Erste private Anbieter gibt es zwar wie digi.me oder idento.one. Doch hier privatwirtschaftlichen Unternehmen das Feld zu überlassen könnte sich als Risiko herausstellen. Denn gerade Best-Practice-Modelle zu entwerfen wäre eigentlich Sache der Wissenschaft.

Das sieht auch der Bund teilweise so und fördert seit Januar 2021 neue Datentreuhandmodelle in der Forschung. Geplant ist etwa ein eigener Ideenwettbewerb. Währenddessen arbeitet die Politik weiter am den rechtlichen Rahmenbedingungen*****.

Klar ist nur, dass man in Deutschland und in der EU beim Thema Datensouveränität neue Wege gehen will. Dabei könnte ein noch vager und zugegeben piefiger Begriff wie »Datentreuhandschaft« tatsächlich zu einer neuen Datenkultur führen, wovon am Ende alle profitieren.

*Sowohl für Unternehmen und den Staat, aber auch für zivilgesellschaftliche Akteur:innen in Deutschland und Europa.

**Zuboffs Buch ist Wirtschafts- und Kulturkritik zugleich, an einer Datenökonomie, die sich an vielen Stellen unseres Internetalltags längst manifestiert hat. Das können schon ganz kleine Dinge sein: eine Bevormundung durch undurchsichtige Cookies im Browser etwa, Anti-Werbeblock-Maßnahmen auf Websites oder das bedingungslose Hochladen von Daten in die Cloud, obwohl sich viele Datensätze theoretisch auch auf dem eigenen Smartphone verarbeiten ließen, wie es zum Beispiel das Prinzip des Edge Computing vorsieht.
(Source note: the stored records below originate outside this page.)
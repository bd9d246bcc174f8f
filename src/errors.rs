//! The conditions that abort a render run.  There is deliberately no
//! per-pixel error: the escape test and the palettes are total over
//! their domains, so the only things that can go wrong are being
//! handed an impossible raster or being unable to write the result.

use std::io;

/// A fatal render condition.  None of these are retried; the run
/// reports the condition and terminates without producing a partial
/// artifact.
#[derive(Debug, Fail)]
pub enum RenderError {
    /// The requested raster has a zero-length axis.
    #[fail(display = "image dimensions {}x{} describe an empty raster", width, height)]
    EmptyGrid {
        /// Requested width.
        width: usize,
        /// Requested height.
        height: usize,
    },
    /// The requested raster has more slots than the address space can
    /// describe, so the buffer cannot be allocated.
    #[fail(display = "image dimensions {}x{} overflow the raster buffer", width, height)]
    BufferTooLarge {
        /// Requested width.
        width: usize,
        /// Requested height.
        height: usize,
    },
    /// The output destination could not be opened or written.
    #[fail(display = "could not write image to {}: {}", path, cause)]
    Sink {
        /// The destination that was refused.
        path: String,
        /// The underlying I/O failure.
        #[fail(cause)]
        cause: io::Error,
    },
}
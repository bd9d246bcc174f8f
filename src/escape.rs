//! The escape-time test at the heart of the renderer.

use num::Complex;

/// This is our classic iterator function: the number of iterations of
/// z = z^2 + c it took for the orbit of `c` to leave the circle of
/// radius 2, or `limit` if it never did.  The magnitude is compared in
/// squared form to skip the square root.  The bound is checked before
/// the orbit advances, so a point already outside the circle after one
/// step reports 1, and the origin reports `limit`.
///
/// A pure function of its arguments, which is what makes it safe to
/// evaluate from as many threads as you like.
pub fn escape_time(c: Complex<f64>, limit: usize) -> usize {
    let mut z = Complex { re: 0.0, im: 0.0 };
    for i in 0..limit {
        if z.norm_sqr() > 4.0 {
            return i;
        }
        z = z * z + c;
    }
    limit
}

#[cfg(test)]
mod tests {
    use super::*;

    #[test]
    fn the_origin_never_escapes() {
        assert_eq!(escape_time(Complex::new(0.0, 0.0), 1000), 1000);
    }

    #[test]
    fn a_period_two_point_never_escapes() {
        // -1 cycles between -1 and 0 forever.
        assert_eq!(escape_time(Complex::new(-1.0, 0.0), 1000), 1000);
    }

    #[test]
    fn a_far_exterior_point_escapes_on_the_first_step() {
        assert_eq!(escape_time(Complex::new(3.0, 3.0), 1000), 1);
        assert_eq!(escape_time(Complex::new(0.0, 2.5), 1000), 1);
    }

    #[test]
    fn the_boundary_of_the_escape_circle_is_inside() {
        // |z|^2 == 4.0 exactly does not count as escaped; c = 2 takes
        // one more step.
        assert_eq!(escape_time(Complex::new(2.0, 0.0), 1000), 2);
    }
}
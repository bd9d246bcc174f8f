//! Maps escape counts to colors.  Two formulas are available, both
//! inherited from earlier renderers; they differ most visibly in how
//! they treat the interior of the set, so the choice is exposed as
//! configuration rather than picking a winner.

use std::str::FromStr;

/// An 8-bit RGB triple.
#[derive(Copy, Clone, Debug, PartialEq, Eq)]
pub struct Color(pub u8, pub u8, pub u8);

/// A coloring strategy.  Both variants are total over iteration counts
/// in 0..=limit and produce channels in 0..=255 by construction.
#[derive(Copy, Clone, Debug, PartialEq, Eq)]
pub enum Palette {
    /// Channels as fractions of the iteration cap: r = 255n/cap,
    /// g = 255((2n) mod cap)/cap, b = 255((3n) mod cap)/cap.  The
    /// interior (n == cap) gets no special case and comes out pure
    /// red.
    Fractional,
    /// Channels as residues: (n mod 256, 5n mod 256, 10n mod 256),
    /// with the interior collapsed to black.
    Modulo,
}

impl Palette {
    /// The color for an escape count of `n` under a cap of `limit`.
    pub fn color(&self, n: usize, limit: usize) -> Color {
        match *self {
            Palette::Fractional => Color(
                ((255 * n) / limit) as u8,
                ((255 * ((2 * n) % limit)) / limit) as u8,
                ((255 * ((3 * n) % limit)) / limit) as u8,
            ),
            Palette::Modulo => {
                if n == limit {
                    Color(0, 0, 0)
                } else {
                    Color((n % 256) as u8, ((5 * n) % 256) as u8, ((10 * n) % 256) as u8)
                }
            }
        }
    }
}

impl FromStr for Palette {
    type Err = String;

    fn from_str(s: &str) -> Result<Palette, String> {
        match s {
            "fractional" => Ok(Palette::Fractional),
            "modulo" => Ok(Palette::Modulo),
            other => Err(format!("unknown palette {:?}", other)),
        }
    }
}

#[cfg(test)]
mod tests {
    use super::*;

    #[test]
    fn fractional_maps_the_extremes() {
        assert_eq!(Palette::Fractional.color(0, 1000), Color(0, 0, 0));
        // No interior special case: the cap saturates red and wraps
        // the other channels to zero.
        assert_eq!(Palette::Fractional.color(1000, 1000), Color(255, 0, 0));
    }

    #[test]
    fn modulo_blacks_out_the_interior() {
        assert_eq!(Palette::Modulo.color(1000, 1000), Color(0, 0, 0));
        assert_eq!(Palette::Modulo.color(7, 1000), Color(7, 35, 70));
    }

    #[test]
    fn channels_stay_in_range_for_every_count() {
        // The u8 return type would mask an out-of-range intermediate,
        // so check the arithmetic before the narrowing cast.
        let limit = 97;
        for n in 0..=limit {
            assert!((255 * n) / limit <= 255);
            assert!((255 * ((2 * n) % limit)) / limit <= 255);
            assert!((255 * ((3 * n) % limit)) / limit <= 255);
            for palette in &[Palette::Fractional, Palette::Modulo] {
                // Exercise both formulas at every count; the cast
                // cannot panic, this is about the construction.
                let _ = palette.color(n, limit);
            }
        }
    }

    #[test]
    fn palettes_parse_by_name() {
        assert_eq!("fractional".parse::<Palette>(), Ok(Palette::Fractional));
        assert_eq!("modulo".parse::<Palette>(), Ok(Palette::Modulo));
        assert!("plasma".parse::<Palette>().is_err());
    }
}
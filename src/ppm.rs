//! Plain-text PPM ("P3") serialization.  The format is a two-character
//! tag, the dimensions, the maximum channel value, and then one line
//! of space-separated r g b triples per image row.

use std::fs::File;
use std::io::{self, BufWriter, Write};
use std::path::Path;

use itertools::Itertools;

use errors::RenderError;
use render::RasterBuffer;

/// Writes the header and the row-major body of a completed buffer to
/// any sink.
pub fn encode<W: Write>(out: &mut W, buffer: &RasterBuffer) -> io::Result<()> {
    let grid = buffer.grid();
    writeln!(out, "P3")?;
    writeln!(out, "{} {}", grid.width, grid.height)?;
    writeln!(out, "255")?;
    for row in buffer.rows() {
        writeln!(
            out,
            "{}",
            row.iter()
                .format_with(" ", |c, f| f(&format_args!("{} {} {}", c.0, c.1, c.2)))
        )?;
    }
    Ok(())
}

/// Writes a completed buffer to a file.  The file is not created until
/// the buffer is fully rendered, so a refused or failing sink leaves
/// no partial artifact behind from the computation's point of view.
pub fn write_file(path: &Path, buffer: &RasterBuffer) -> Result<(), RenderError> {
    let sink = |cause: io::Error| RenderError::Sink {
        path: path.display().to_string(),
        cause,
    };
    let file = File::create(path).map_err(&sink)?;
    let mut out = BufWriter::new(file);
    encode(&mut out, buffer).map_err(&sink)?;
    out.flush().map_err(&sink)?;
    Ok(())
}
***Also alle Daten aus der Haltung und dem Betrieb eines Autos, von der Fahrtenschreiber-Software über den Kilometerstand bis zur An- und Abmeldung.

****Durch die Einbindung eines Intermediärs, der zwischen den Interessen verschiedener Parteien (Versicherte, Krankenversicherung, Wissenschaftler) vermittelt.

*****Die dann etwa Qualitätskriterien sowie Akkreditierungs- und Zertifizierungskonzepte regeln.